use anyhow::Result;
use cashbook_cli::app;

fn main() -> Result<()> {
    app::run()
}
use std::path::PathBuf;
use std::sync::Arc;

use anyhow::{bail, Context, Result};
use cashbook_config::{AppConfig, StoreBackend};
use cashbook_core::{Currency, CurrencyCode, DirectRate, Party, PartyId, PartyRole, Transaction};
use cashbook_ledger::{
    BalanceStore, ExchangeInfo, LedgerEngine, MemoryBalanceStore, RateQuote, RateSource,
    SqliteBalanceStore, Timeframe, TransactionQuery, TransferRequest,
};
use clap::{Args, Parser, Subcommand, ValueEnum};
use rust_decimal::Decimal;
use tracing::{info, warn};
use uuid::Uuid;

use crate::telemetry::init_tracing;

type Engine = LedgerEngine<dyn BalanceStore>;

#[derive(Parser, Debug)]
#[command(name = "cashbook", version, about = "Multi-currency cash ledger")]
pub struct Cli {
    /// Optional TOML settings file
    #[arg(long, global = true, value_name = "FILE")]
    config: Option<PathBuf>,
    /// Override the SQLite database path
    #[arg(long, global = true, value_name = "PATH")]
    db: Option<PathBuf>,
    /// Override the storage backend. `memory` starts empty on every run, so it
    /// only suits previews such as `config` and `rate get CAD CAD`
    #[arg(long, global = true, value_enum)]
    backend: Option<BackendArg>,
    #[command(subcommand)]
    command: Command,
}

#[derive(Copy, Clone, Debug, ValueEnum)]
enum BackendArg {
    /// Empty throwaway ledger, discarded on exit
    Memory,
    /// Persistent ledger file (default)
    Sqlite,
}

impl From<BackendArg> for StoreBackend {
    fn from(value: BackendArg) -> Self {
        match value {
            BackendArg::Memory => StoreBackend::Memory,
            BackendArg::Sqlite => StoreBackend::Sqlite,
        }
    }
}

#[derive(Subcommand, Debug)]
enum Command {
    /// Manage counterparties
    Party {
        #[command(subcommand)]
        action: PartyCommand,
    },
    /// Manage known currencies
    Currency {
        #[command(subcommand)]
        action: CurrencyCommand,
    },
    /// Manage directional market rates
    Rate {
        #[command(subcommand)]
        action: RateCommand,
    },
    /// Move money between two parties in one currency
    Transfer(TransferArgs),
    /// Pay in one currency and credit the taker in another at a custom rate
    Exchange(ExchangeArgs),
    /// Undo a stored transaction
    Reverse { id: Uuid },
    /// Show every balance held by a party
    Balances { party: PartyId },
    /// List stored transactions, newest first
    History(HistoryArgs),
    /// Exchange profit measured against current market rates
    Profit(ProfitArgs),
    /// Print the effective configuration
    Config,
}

#[derive(Subcommand, Debug)]
enum PartyCommand {
    Add {
        id: PartyId,
        name: String,
        #[arg(long, default_value = "customer")]
        role: PartyRole,
    },
    List,
}

#[derive(Subcommand, Debug)]
enum CurrencyCommand {
    Add {
        code: CurrencyCode,
        #[arg(long, default_value = "")]
        symbol: String,
    },
    List,
}

#[derive(Subcommand, Debug)]
enum RateCommand {
    /// Store the market rate for one direction
    Set {
        from: CurrencyCode,
        to: CurrencyCode,
        rate: Decimal,
    },
    /// Resolve a rate, inverting the opposite edge when needed
    Get { from: CurrencyCode, to: CurrencyCode },
    List,
}

#[derive(Args, Debug)]
struct TransferArgs {
    #[arg(long)]
    from: PartyId,
    #[arg(long)]
    to: PartyId,
    #[arg(long)]
    amount: Decimal,
    #[arg(long, default_value = "CAD")]
    currency: CurrencyCode,
}

#[derive(Args, Debug)]
struct ExchangeArgs {
    #[command(flatten)]
    transfer: TransferArgs,
    /// Currency credited to the taker
    #[arg(long)]
    receive: CurrencyCode,
    /// Agreed rate, giving currency -> receiving currency
    #[arg(long)]
    rate: Decimal,
    /// Treat --rate as quoted receiving -> giving
    #[arg(long)]
    inverse: bool,
}

#[derive(Args, Debug)]
struct HistoryArgs {
    #[arg(long)]
    party: Option<PartyId>,
    #[arg(long)]
    currency: Option<CurrencyCode>,
    #[arg(long, conflicts_with = "transfers")]
    exchanges: bool,
    #[arg(long)]
    transfers: bool,
    #[arg(long)]
    limit: Option<usize>,
    #[arg(long)]
    json: bool,
}

#[derive(Args, Debug)]
struct ProfitArgs {
    /// all, this-month, last-month, this-year or last-year
    #[arg(long, default_value = "all")]
    timeframe: Timeframe,
    #[arg(long)]
    json: bool,
}

pub fn run() -> Result<()> {
    execute(Cli::parse())
}

pub fn execute(cli: Cli) -> Result<()> {
    let mut config = AppConfig::load(cli.config.as_deref())?;
    if let Some(path) = cli.db {
        config.store.path = path;
    }
    if let Some(backend) = cli.backend {
        config.store.backend = backend.into();
    }
    init_tracing(&config.logging)?;

    match cli.command {
        Command::Config => show_config(&config),
        command => {
            let engine = open_engine(&config)?;
            dispatch(&engine, &config, command)
        }
    }
}

fn show_config(config: &AppConfig) -> Result<()> {
    print!("{}", config.to_toml()?);
    Ok(())
}

fn open_engine(config: &AppConfig) -> Result<Engine> {
    let store: Arc<dyn BalanceStore> = match config.store.backend {
        StoreBackend::Memory => {
            warn!("memory backend holds no data from earlier runs and keeps nothing on exit");
            Arc::new(MemoryBalanceStore::new())
        }
        StoreBackend::Sqlite => Arc::new(
            SqliteBalanceStore::new(config.store.path.clone()).with_context(|| {
                format!("failed to open ledger at {}", config.store.path.display())
            })?,
        ),
    };
    info!(backend = ?config.store.backend, "ledger store ready");
    Ok(LedgerEngine::new(store))
}

fn dispatch(engine: &Engine, config: &AppConfig, command: Command) -> Result<()> {
    match command {
        Command::Party { action } => party(engine, action),
        Command::Currency { action } => currency(engine, action),
        Command::Rate { action } => rate(engine, action),
        Command::Transfer(args) => {
            let request = transfer_request(engine, &args)?;
            let tx = engine.apply(request)?;
            println!("{}", describe(&tx));
            Ok(())
        }
        Command::Exchange(args) => {
            let quote = if args.inverse {
                RateQuote::Inverse(args.rate)
            } else {
                RateQuote::Forward(args.rate)
            };
            let request = transfer_request(engine, &args.transfer)?
                .with_exchange(ExchangeInfo::new(args.receive, quote));
            let tx = engine.apply(request)?;
            println!("{}", describe(&tx));
            Ok(())
        }
        Command::Reverse { id } => {
            let removed = engine.reverse_transaction_by_id(&id)?;
            println!("reversed {}", describe(&removed));
            Ok(())
        }
        Command::Balances { party } => {
            let balances = engine.balances(&party)?;
            if balances.is_empty() {
                println!("{party}: no balances");
            }
            for (code, amount) in balances.iter() {
                println!("{code} {amount}");
            }
            Ok(())
        }
        Command::History(args) => history(engine, args),
        Command::Profit(args) => {
            let report =
                engine.compute_profit_in(args.timeframe, config.ledger.reference_currency.clone())?;
            if args.json {
                println!("{}", serde_json::to_string_pretty(&report)?);
                return Ok(());
            }
            println!(
                "profit ({}) over {} exchange(s)",
                args.timeframe, report.counted
            );
            for (code, amount) in &report.per_currency {
                println!("  {code} {amount}");
            }
            println!(
                "total {} {}",
                report.total_in_reference, report.reference_currency
            );
            if !report.skipped.is_empty() {
                println!("skipped {} exchange(s) with no market rate", report.skipped.len());
            }
            if !report.overflowed.is_empty() {
                println!("left out {} exchange(s) too large to total", report.overflowed.len());
            }
            if !report.unconverted.is_empty() {
                let codes: Vec<&str> = report.unconverted.iter().map(|c| c.as_str()).collect();
                println!("not converted: {}", codes.join(", "));
            }
            Ok(())
        }
        Command::Config => show_config(config),
    }
}

fn party(engine: &Engine, action: PartyCommand) -> Result<()> {
    let store = engine.store();
    match action {
        PartyCommand::Add { id, name, role } => {
            if role == PartyRole::System {
                bail!("system accounts are built in and cannot be added");
            }
            let party = Party::new(id, name, role);
            store.upsert_party(&party)?;
            println!("saved {} ({})", party.id, party.role);
        }
        PartyCommand::List => {
            for party in store.parties()? {
                println!("{}\t{}\t{}", party.id, party.role, party.name);
            }
        }
    }
    Ok(())
}

fn currency(engine: &Engine, action: CurrencyCommand) -> Result<()> {
    match action {
        CurrencyCommand::Add { code, symbol } => {
            engine.add_currency(&Currency::new(code.clone(), symbol))?;
            println!("saved {code}");
        }
        CurrencyCommand::List => {
            for currency in engine.store().currencies()? {
                println!("{}\t{}", currency.code, currency.symbol);
            }
        }
    }
    Ok(())
}

fn rate(engine: &Engine, action: RateCommand) -> Result<()> {
    match action {
        RateCommand::Set { from, to, rate } => {
            let edge = DirectRate::new(from, to, rate)?;
            engine.set_rate(&edge)?;
            println!("{} -> {} = {}", edge.from, edge.to, edge.rate);
        }
        RateCommand::Get { from, to } => match engine.resolve_rate(&from, &to)? {
            Some(rate) => println!("{from} -> {to} = {rate}"),
            None => bail!("no rate available for {from} -> {to}"),
        },
        RateCommand::List => {
            for edge in engine.store().rates()? {
                println!("{} -> {} = {}", edge.from, edge.to, edge.rate);
            }
        }
    }
    Ok(())
}

fn history(engine: &Engine, args: HistoryArgs) -> Result<()> {
    let mut query = TransactionQuery::default();
    if let Some(party) = args.party {
        query = query.with_party(party);
    }
    if let Some(currency) = args.currency {
        query = query.with_currency(currency);
    }
    if args.exchanges {
        query = query.exchanges_only();
    } else if args.transfers {
        query = query.transfers_only();
    }
    if let Some(limit) = args.limit {
        query = query.with_limit(limit);
    }
    let transactions = engine.store().query_transactions(query)?;
    if args.json {
        println!("{}", serde_json::to_string_pretty(&transactions)?);
        return Ok(());
    }
    for tx in &transactions {
        println!("{}", describe(tx));
    }
    Ok(())
}

fn transfer_request(engine: &Engine, args: &TransferArgs) -> Result<TransferRequest> {
    let giver = lookup_party(engine, &args.from)?;
    let taker = lookup_party(engine, &args.to)?;
    Ok(TransferRequest::new(
        giver,
        taker,
        args.amount,
        args.currency.clone(),
    ))
}

fn lookup_party(engine: &Engine, id: &PartyId) -> Result<Party> {
    match engine.store().party(id)? {
        Some(party) => Ok(party),
        None => bail!("unknown party '{id}'"),
    }
}

fn describe(tx: &Transaction) -> String {
    let mut line = format!(
        "{} {} {} -> {} {} {}",
        tx.id,
        tx.timestamp.format("%Y-%m-%d %H:%M:%S"),
        tx.giver.id,
        tx.taker.id,
        tx.amount,
        tx.currency
    );
    if let Some(exchange) = &tx.exchange {
        line.push_str(&format!(
            " => {} {} @ {}",
            exchange.received_amount, exchange.receiving_currency, exchange.custom_rate
        ));
    }
    line
}
//! Core types shared by the store, builder, query engine and codec.

/// Word identifier. Id 0 is reserved for the unknown-word token.
pub type WordId = i32;

/// An n-gram: a sequence of word ids, most recent word last.
pub type Gram = Vec<WordId>;

/// How `log_prob` combines the orders of the model.
#[derive(Debug, Clone, Copy, PartialEq, Eq)]
pub enum LmType {
    /// Walk down to shorter contexts, accumulating back-off weights.
    Backoff,
    /// Mix all available orders in linear probability space.
    Interpolated,
}

/// A single tree node: exactly 16 bytes on the wire, four little-endian
/// 32-bit fields.
///
/// `child_index` is the start of this node's child range, or `-1` if the node
/// has no children. The end of the range is the `child_index` of the *next*
/// node in the arena, whatever that node is.
#[derive(Debug, Clone, Copy, PartialEq)]
pub struct Node {
    /// Word id of the deepest word of the gram this node represents.
    pub word: WordId,
    /// Base-10 log probability.
    pub log_prob: f32,
    /// Base-10 log back-off weight.
    pub back_off: f32,
    /// Start of the child range, or `-1` for none.
    pub child_index: i32,
}

impl Node {
    /// Serialized size of one node.
    pub const WIRE_SIZE: usize = 16;
}
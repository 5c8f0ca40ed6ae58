//! Error types for treelm.

use thiserror::Error;

use crate::types::{Gram, WordId};

/// Top-level error type for model construction, queries and persistence.
#[derive(Debug, Error)]
pub enum TreeLmError {
    /// File magic, type line or count bookkeeping mismatch at load time.
    #[error("invalid model format: {0}")]
    InvalidFormat(String),

    /// I/O error wrapper.
    #[error("io error: {0}")]
    Io(#[from] std::io::Error),

    /// `add_gram` called with an out-of-order, duplicate or skip-order gram.
    #[error("gram out of order: {0}")]
    OrderViolation(String),

    /// The prefix of an inserted gram was never added.
    #[error("prefix not found for gram {0:?}")]
    PrefixNotFound(Gram),

    /// Word id outside `[0, num_words)`.
    #[error("word id {word} outside vocabulary of {vocab_size} words")]
    OutOfVocabulary {
        /// The offending word id.
        word: WordId,
        /// Vocabulary size at the time of the lookup.
        vocab_size: usize,
    },

    /// Vocabulary word that cannot survive the line-oriented file header.
    #[error("word {0:?} contains a newline")]
    InvalidWord(String),
}

/// Result type for treelm operations.
pub type Result<T> = std::result::Result<T, TreeLmError>;
//! Iterator properties: complete in-order traversal and navigation bounds.

use treelm::{Gram, LmType, TreeLm, TreeLmBuilder, WordId};

fn abc_model() -> TreeLm {
    let mut builder = TreeLmBuilder::new(16, LmType::Backoff);
    for w in ["<unk>", "a", "b", "c"] {
        builder.add_word(w).unwrap();
    }
    builder.add_gram(&[1], -1.0, -0.5).unwrap();
    builder.add_gram(&[2], -1.0, -0.5).unwrap();
    builder.add_gram(&[3], -1.0, 0.0).unwrap();
    builder.add_gram(&[1, 2], -0.3, -0.2).unwrap();
    builder.add_gram(&[1, 2, 3], -0.7, 0.0).unwrap();
    builder.finish()
}

/// A deterministic trigram model with a few dozen nodes.
fn lattice_model() -> TreeLm {
    let vocab = 10;
    let mut builder = TreeLmBuilder::new(256, LmType::Backoff);
    builder.add_word("<unk>").unwrap();
    for w in 1..vocab {
        builder.add_word(format!("w{}", w)).unwrap();
    }
    builder.add_gram(&[0], -4.0, 0.0).unwrap();
    for w in 1..vocab as WordId {
        builder.add_gram(&[w], -1.2, -0.3).unwrap();
    }
    let mut bigrams = Vec::new();
    for w1 in 1..vocab as WordId {
        for w2 in 1..vocab as WordId {
            if (w1 + w2) % 3 == 0 {
                builder.add_gram(&[w1, w2], -0.8, -0.1).unwrap();
                bigrams.push((w1, w2));
            }
        }
    }
    for (w1, w2) in bigrams {
        for w3 in 1..vocab as WordId {
            if (w1 * w3) % 4 == 1 {
                builder.add_gram(&[w1, w2, w3], -0.4, 0.0).unwrap();
            }
        }
    }
    builder.finish()
}

#[test]
fn traversal_visits_every_node_in_ascending_order() {
    let lm = lattice_model();
    let mut iter = lm.iter();
    let mut visited = 0usize;
    let mut previous: Option<Gram> = None;
    while iter.next() {
        visited += 1;
        let gram = iter.gram();
        if let Some(prev) = &previous {
            assert!(
                *prev < gram,
                "traversal went from {:?} to {:?}",
                prev,
                gram
            );
        }
        previous = Some(gram);
    }
    assert_eq!(visited, lm.num_nodes());
    // Exhausted cursors stay exhausted.
    assert!(!iter.next_order(1));
}

#[test]
fn per_order_traversal_counts_match_bookkeeping() {
    let lm = lattice_model();
    for order in 1..=lm.order() {
        let mut iter = lm.iter();
        let mut count = 0usize;
        while iter.next_order(order) {
            count += 1;
        }
        assert_eq!(
            count,
            lm.order_count()[order - 1],
            "order {} traversal disagrees with the counts",
            order
        );
    }
}

#[test]
fn single_trigram_position() {
    let lm = abc_model();
    let mut iter = lm.iter();
    assert!(iter.next_order(3));
    assert_eq!(iter.gram(), vec![1, 2, 3]);
    assert!(!iter.next_order(3));
}

#[test]
fn next_order_rejects_impossible_orders() {
    let lm = abc_model();
    let mut iter = lm.iter();
    assert!(!iter.next_order(0));
    assert!(!iter.next_order(4));
}

#[test]
fn sibling_moves_respect_range_bounds() {
    let lm = lattice_model();
    let mut iter = lm.iter();
    assert!(iter.next_order(2));
    let first = iter.gram();

    // The whole sibling walk stays under the same unigram.
    let mut width = 1;
    while iter.move_in_context(1) {
        assert_eq!(iter.gram()[0], first[0]);
        width += 1;
    }
    // Walk back to where we started.
    assert!(iter.move_in_context(-(width - 1)));
    assert_eq!(iter.gram(), first);
    assert!(!iter.move_in_context(-1));
}

#[test]
fn positioned_cursor_continues_traversal() {
    let lm = abc_model();
    let mut iter = lm.iter_at(&[1, 2]).unwrap();
    assert_eq!(iter.gram(), vec![1, 2]);
    assert!(iter.next());
    assert_eq!(iter.gram(), vec![1, 2, 3]);
    assert!(iter.next());
    assert_eq!(iter.gram(), vec![2]);
}
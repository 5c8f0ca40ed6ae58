//! Ordered construction of a [`TreeLm`].
//!
//! Grams must arrive in canonical order: unigrams first in ascending word id,
//! then bigrams in lexicographic order over word ids, then trigrams, and so
//! on. The builder keeps the insertion path of the previous gram cached so
//! that a run of grams sharing a prefix only pays for the part that changed.

use tracing::debug;

use crate::errors::{Result, TreeLmError};
use crate::model::TreeLm;
use crate::types::{Gram, LmType, Node, WordId};

/// Log probability stored in the root slot until the UNK unigram is set.
const NO_LOG_PROB: f32 = -99.0;

/// Incrementally builds a [`TreeLm`] from grams in canonical order.
///
/// The typical sequence is: create, load the vocabulary with [`add_word`],
/// feed every gram through [`add_gram`], then [`finish`]. No partially built
/// model is ever observable; queries only exist on the finished [`TreeLm`].
///
/// [`add_word`]: TreeLmBuilder::add_word
/// [`add_gram`]: TreeLmBuilder::add_gram
/// [`finish`]: TreeLmBuilder::finish
#[derive(Debug)]
pub struct TreeLmBuilder {
    lm: TreeLm,
    last_gram: Gram,
    insert_stack: Vec<usize>,
}

impl TreeLmBuilder {
    /// Create a builder with room for `capacity` nodes.
    ///
    /// Installs the synthetic root at index 0: word 0, no probability yet,
    /// zero back-off, no children.
    pub fn new(capacity: usize, lm_type: LmType) -> Self {
        let mut nodes = Vec::with_capacity(capacity);
        nodes.push(Node {
            word: 0,
            log_prob: NO_LOG_PROB,
            back_off: 0.0,
            child_index: -1,
        });
        Self {
            lm: TreeLm {
                nodes,
                words: Vec::new(),
                order_count: vec![1],
                order: 1,
                lm_type,
                interpolation: Vec::new(),
            },
            last_gram: Gram::new(),
            insert_stack: Vec::new(),
        }
    }

    /// Append a word to the vocabulary. The first word added gets id 0 and
    /// should be the UNK token.
    ///
    /// Words may not contain a newline: the file header is line-oriented and
    /// could never round-trip one.
    pub fn add_word<S: Into<String>>(&mut self, word: S) -> Result<()> {
        let word = word.into();
        if word.contains('\n') {
            return Err(TreeLmError::InvalidWord(word));
        }
        self.lm.words.push(word);
        Ok(())
    }

    /// Drop the vocabulary.
    pub fn clear_words(&mut self) {
        self.lm.words.clear();
    }

    /// Number of words added so far.
    pub fn num_words(&self) -> usize {
        self.lm.words.len()
    }

    /// Change the model kind.
    pub fn set_lm_type(&mut self, lm_type: LmType) {
        self.lm.lm_type = lm_type;
    }

    /// Install per-order interpolation weights.
    pub fn set_interpolation(&mut self, interpolation: Vec<f32>) {
        self.lm.interpolation = interpolation;
    }

    /// Append a node for `gram` with the given log probability and back-off
    /// weight.
    ///
    /// The UNK unigram `[0]` may be supplied at any time and updates the root
    /// slot in place without affecting any count. Every other gram must obey
    /// the canonical order; violations are [`TreeLmError::OrderViolation`],
    /// and a gram whose prefix was never inserted is
    /// [`TreeLmError::PrefixNotFound`].
    pub fn add_gram(&mut self, gram: &[WordId], log_prob: f32, back_off: f32) -> Result<()> {
        if gram.is_empty() {
            return Err(TreeLmError::OrderViolation("empty gram".into()));
        }
        for &word in gram {
            if word < 0 || word as usize >= self.lm.words.len() {
                return Err(TreeLmError::OutOfVocabulary {
                    word,
                    vocab_size: self.lm.words.len(),
                });
            }
        }

        // UNK updates the root slot in place and leaves the counts alone.
        if gram.len() == 1 && gram[0] == 0 {
            self.lm.nodes[0].log_prob = log_prob;
            self.lm.nodes[0].back_off = back_off;
            return Ok(());
        }

        self.check_order(gram)?;

        if gram.len() > self.lm.order_count.len() {
            self.lm.order_count.push(0);
            self.lm.order += 1;
        }
        debug_assert_eq!(self.lm.order_count.len(), gram.len());
        self.lm.order_count[gram.len() - 1] += 1;

        if gram.len() == 1 {
            self.lm.nodes.push(Node {
                word: gram[0],
                log_prob,
                back_off,
                child_index: -1,
            });
        } else {
            self.find_path(gram)?;
            let parent = self.insert_stack[self.insert_stack.len() - 1];
            let new_index = self.lm.nodes.len();
            if self.lm.nodes[parent].child_index < 0 {
                self.lm.nodes[parent].child_index = new_index as i32;
            }
            self.lm.nodes.push(Node {
                word: gram[gram.len() - 1],
                log_prob,
                back_off,
                child_index: -1,
            });
            // The range end lives in the next node's child_index. This must
            // happen after the push: when the parent is the previous node,
            // the marker lands on the node just inserted.
            self.lm.nodes[parent + 1].child_index = self.lm.nodes.len() as i32;
            self.insert_stack.push(new_index);
        }

        self.last_gram = gram.to_vec();
        debug_assert_eq!(self.lm.order, self.last_gram.len());
        Ok(())
    }

    /// Freeze the store.
    pub fn finish(self) -> TreeLm {
        debug!(
            order = self.lm.order,
            nodes = self.lm.nodes.len(),
            words = self.lm.words.len(),
            "finished n-gram tree"
        );
        self.lm
    }

    /// Enforce the canonical insertion order against the previous gram.
    fn check_order(&self, gram: &[WordId]) -> Result<()> {
        // Order must be the same as the previous gram or one higher.
        if gram.len() < self.last_gram.len() || gram.len() > self.last_gram.len() + 1 {
            return Err(TreeLmError::OrderViolation(format!(
                "cannot insert a {}-gram after a {}-gram: {}",
                gram.len(),
                self.last_gram.len(),
                self.lm.format_gram(gram)
            )));
        }

        // Unigram id doubles as the node index, so ids must arrive densely.
        if gram.len() == 1 && gram[0] != self.lm.nodes.len() as WordId {
            return Err(TreeLmError::OrderViolation(format!(
                "unigram {} cannot land at node {}",
                gram[0],
                self.lm.nodes.len()
            )));
        }

        // Same order: strictly ascending in lexicographic order.
        if gram.len() == self.last_gram.len() {
            for i in 0..gram.len() {
                if gram[i] > self.last_gram[i] {
                    return Ok(());
                }
                if gram[i] < self.last_gram[i] {
                    return Err(TreeLmError::OrderViolation(format!(
                        "gram not in sorted order: {}",
                        self.lm.format_gram(gram)
                    )));
                }
            }
            return Err(TreeLmError::OrderViolation(format!(
                "duplicate gram: {}",
                self.lm.format_gram(gram)
            )));
        }

        Ok(())
    }

    /// Resolve the node indices of `gram`'s prefix into `insert_stack`.
    ///
    /// The part of the path shared with the previous gram is reused; only the
    /// tail below the first differing word is searched again.
    fn find_path(&mut self, gram: &[WordId]) -> Result<()> {
        debug_assert!(gram.len() > 1);

        let mut depth = 0;
        while depth < gram.len() - 1
            && depth < self.last_gram.len()
            && gram[depth] == self.last_gram[depth]
        {
            depth += 1;
        }
        let keep = depth.min(self.insert_stack.len());
        self.insert_stack.truncate(keep);

        let mut depth = keep;
        let mut prev = if keep == 0 {
            None
        } else {
            Some(self.insert_stack[keep - 1])
        };
        while depth < gram.len() - 1 {
            match self.lm.find_child(gram[depth], prev)? {
                Some(index) => {
                    self.insert_stack.push(index);
                    prev = Some(index);
                    depth += 1;
                }
                None => return Err(TreeLmError::PrefixNotFound(gram.to_vec())),
            }
        }
        Ok(())
    }
}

▶ _Aim of the task_
Copy out, from the records above, every line that holds the string "PartyCommand".

▶ _Task output_
        action: PartyCommand,
enum PartyCommand {
fn party(engine: &Engine, action: PartyCommand) -> Result<()> {
        PartyCommand::Add { id, name, role } => {
        PartyCommand::List => {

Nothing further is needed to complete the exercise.